Department of Psychology, University of Maryland, College Park, MD 20742, USA.
Neuroimage. 2016 Jul 15;135:92-106. doi: 10.1016/j.neuroimage.2016.04.054. Epub 2016 Apr 26.
Large-scale analysis of functional MRI data has revealed that brain regions can be grouped into stable "networks" or communities. In many instances, the communities are characterized as relatively disjoint. Although recent work indicates that brain regions may participate in multiple communities (for example, hub regions), the extent of community overlap is poorly understood. To address these issues, here we investigated large-scale brain networks based on "rest" and task human functional MRI data by employing a mixed-membership Bayesian model that allows each brain region to belong to all communities simultaneously with varying membership strengths. The approach allowed us to 1) compare the structure of disjoint and overlapping communities; 2) determine the relationship between functional diversity (how diverse is a region's functional activation repertoire) and membership diversity (how diverse is a region's affiliation to communities); 3) characterize overlapping community structure; 4) characterize the degree of non-modularity in brain networks; 5) study the distribution of "bridges", including bottleneck and hub bridges. Our findings revealed the existence of dense community overlap that was not limited to "special" hubs. Furthermore, the findings revealed important differences between community organization during rest and during specific task states. Overall, we suggest that dense overlapping communities are well suited to capture the flexible and task dependent mapping between brain regions and their functions.

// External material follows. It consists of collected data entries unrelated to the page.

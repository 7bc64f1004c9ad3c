//! Scrap and offcut rules (finger-joint and board sales).

use super::{Family, Rule, RuleContext, RuleDef};
use crate::models::{Conclusion, ConclusionKind, Predicate};

/// Finger-joint pays off when its price beats chips by this factor.
pub const FINGER_PREMIUM: f64 = 1.5;

fn is_scrap(ctx: &RuleContext) -> bool {
    ctx.is_any(Predicate::Tipo, &["retazos", "despuntes"])
}

/// Finger-joint price above the chip price times the premium.
fn finger_pays(ctx: &RuleContext) -> bool {
    match (
        ctx.num(Predicate::PrecioFinger),
        ctx.num(Predicate::PrecioChipsNum),
    ) {
        (Some(finger), Some(chips)) => finger > FINGER_PREMIUM * chips,
        _ => false,
    }
}

pub(crate) fn finger_grade(ctx: &RuleContext) -> bool {
    is_scrap(ctx)
        && ctx.at_least(Predicate::Largo, 50.0)
        && ctx.at_least(Predicate::Ancho, 5.0)
        && ctx.below(Predicate::Humedad, 18.0)
        && ctx.is_any(Predicate::Especie, &["pino", "eucalipto"])
}

pub(crate) fn board_grade(ctx: &RuleContext) -> bool {
    is_scrap(ctx) && ctx.at_least(Predicate::Volumen, 50.0) && !finger_grade(ctx)
}

pub(crate) fn long_pieces(ctx: &RuleContext) -> bool {
    is_scrap(ctx) && ctx.above(Predicate::Largo, 60.0) && finger_pays(ctx)
}

pub(crate) fn produce_finger(ctx: &RuleContext) -> bool {
    is_scrap(ctx)
        && ctx.partial(Conclusion::AptoFingerJoint)
        && finger_pays(ctx)
        && ctx.is(Predicate::MaqFinger, "si")
}

pub fn rules() -> Vec<Box<dyn Rule>> {
    let row = |id, name, kind, conclusion, condition| -> Box<dyn Rule> {
        Box::new(RuleDef {
            id,
            name,
            family: Family::Scraps,
            kind,
            conclusion,
            condition,
        })
    };
    use ConclusionKind::{Optimal, Partial, Priority};

    vec![
        row("R21", "Finger-joint grade", Partial, Conclusion::AptoFingerJoint, finger_grade),
        row("R11", "Board-mill grade", Partial, Conclusion::AptoVentaTableros, board_grade),
        row("R12", "Long pieces to finger-joint or molding", Priority, Conclusion::FingerJointOMoldura, long_pieces),
        row("R20", "Produce finger-joint", Optimal, Conclusion::ProducirFingerJoint, produce_finger),
    ]
}

#[cfg(test)]
mod tests {
    use super::*;
    use crate::logic::rules::testing::Facts;

    fn offcuts(length: f64, width: f64, humidity: f64) -> Facts {
        Facts::new()
            .atom(Predicate::Tipo, "retazos")
            .atom(Predicate::Especie, "pino")
            .num(Predicate::Largo, length)
            .num(Predicate::Ancho, width)
            .num(Predicate::Humedad, humidity)
    }

    #[test]
    fn finger_grade_boundaries() {
        assert!(offcuts(50.0, 5.0, 17.9).holds(finger_grade));
        assert!(!offcuts(49.9, 5.0, 12.0).holds(finger_grade));
        assert!(!offcuts(50.0, 4.9, 12.0).holds(finger_grade));
        assert!(!offcuts(50.0, 5.0, 18.0).holds(finger_grade));
    }

    #[test]
    fn trimmings_count_as_scraps() {
        let facts = offcuts(80.0, 8.0, 10.0).atom(Predicate::Tipo, "despuntes");
        assert!(facts.holds(finger_grade));
    }

    #[test]
    fn boards_only_when_not_finger_grade() {
        let facts = offcuts(80.0, 8.0, 10.0).num(Predicate::Volumen, 60.0);
        assert!(!facts.holds(board_grade));

        let wet = facts.num(Predicate::Humedad, 25.0);
        assert!(wet.holds(board_grade));
    }

    #[test]
    fn finger_premium_is_strict() {
        let priced = |finger| {
            offcuts(70.0, 8.0, 10.0)
                .num(Predicate::PrecioFinger, finger)
                .num(Predicate::PrecioChipsNum, 50.0)
        };
        assert!(!priced(75.0).holds(long_pieces));
        assert!(priced(75.1).holds(long_pieces));
    }

    #[test]
    fn production_needs_the_machine() {
        let facts = offcuts(70.0, 8.0, 10.0)
            .num(Predicate::PrecioFinger, 100.0)
            .num(Predicate::PrecioChipsNum, 30.0)
            .partial(Conclusion::AptoFingerJoint);
        assert!(!facts.holds(produce_finger));
        assert!(facts.atom(Predicate::MaqFinger, "si").holds(produce_finger));
    }
}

对功能磁共振成像数据的大规模分析表明,脑区可被归类为稳定的“网络”或群落。在许多情况下,这些群落的特征是相对不相交的。尽管最近的研究表明脑区可能参与多个群落(例如,枢纽区域),但群落重叠的程度仍知之甚少。为了解决这些问题,我们在此通过采用混合成员贝叶斯模型,基于“静息”和任务态人类功能磁共振成像数据研究大规模脑网络,该模型允许每个脑区以不同的成员强度同时属于所有群落。该方法使我们能够:1)比较不相交和重叠群落的结构;2)确定功能多样性(一个区域的功能激活模式有多多样)和成员多样性(一个区域与群落的隶属关系有多多样)之间的关系;3)描述重叠群落结构;4)描述脑网络中的非模块化程度;5)研究“桥梁”的分布,包括瓶颈桥和枢纽桥。我们的研究结果揭示了密集的群落重叠的存在,这种重叠并不局限于“特殊”枢纽。此外,研究结果还揭示了静息状态和特定任务状态下群落组织之间的重要差异。总体而言,我们认为密集的重叠群落非常适合捕捉脑区与其功能之间灵活且依赖任务的映射关系。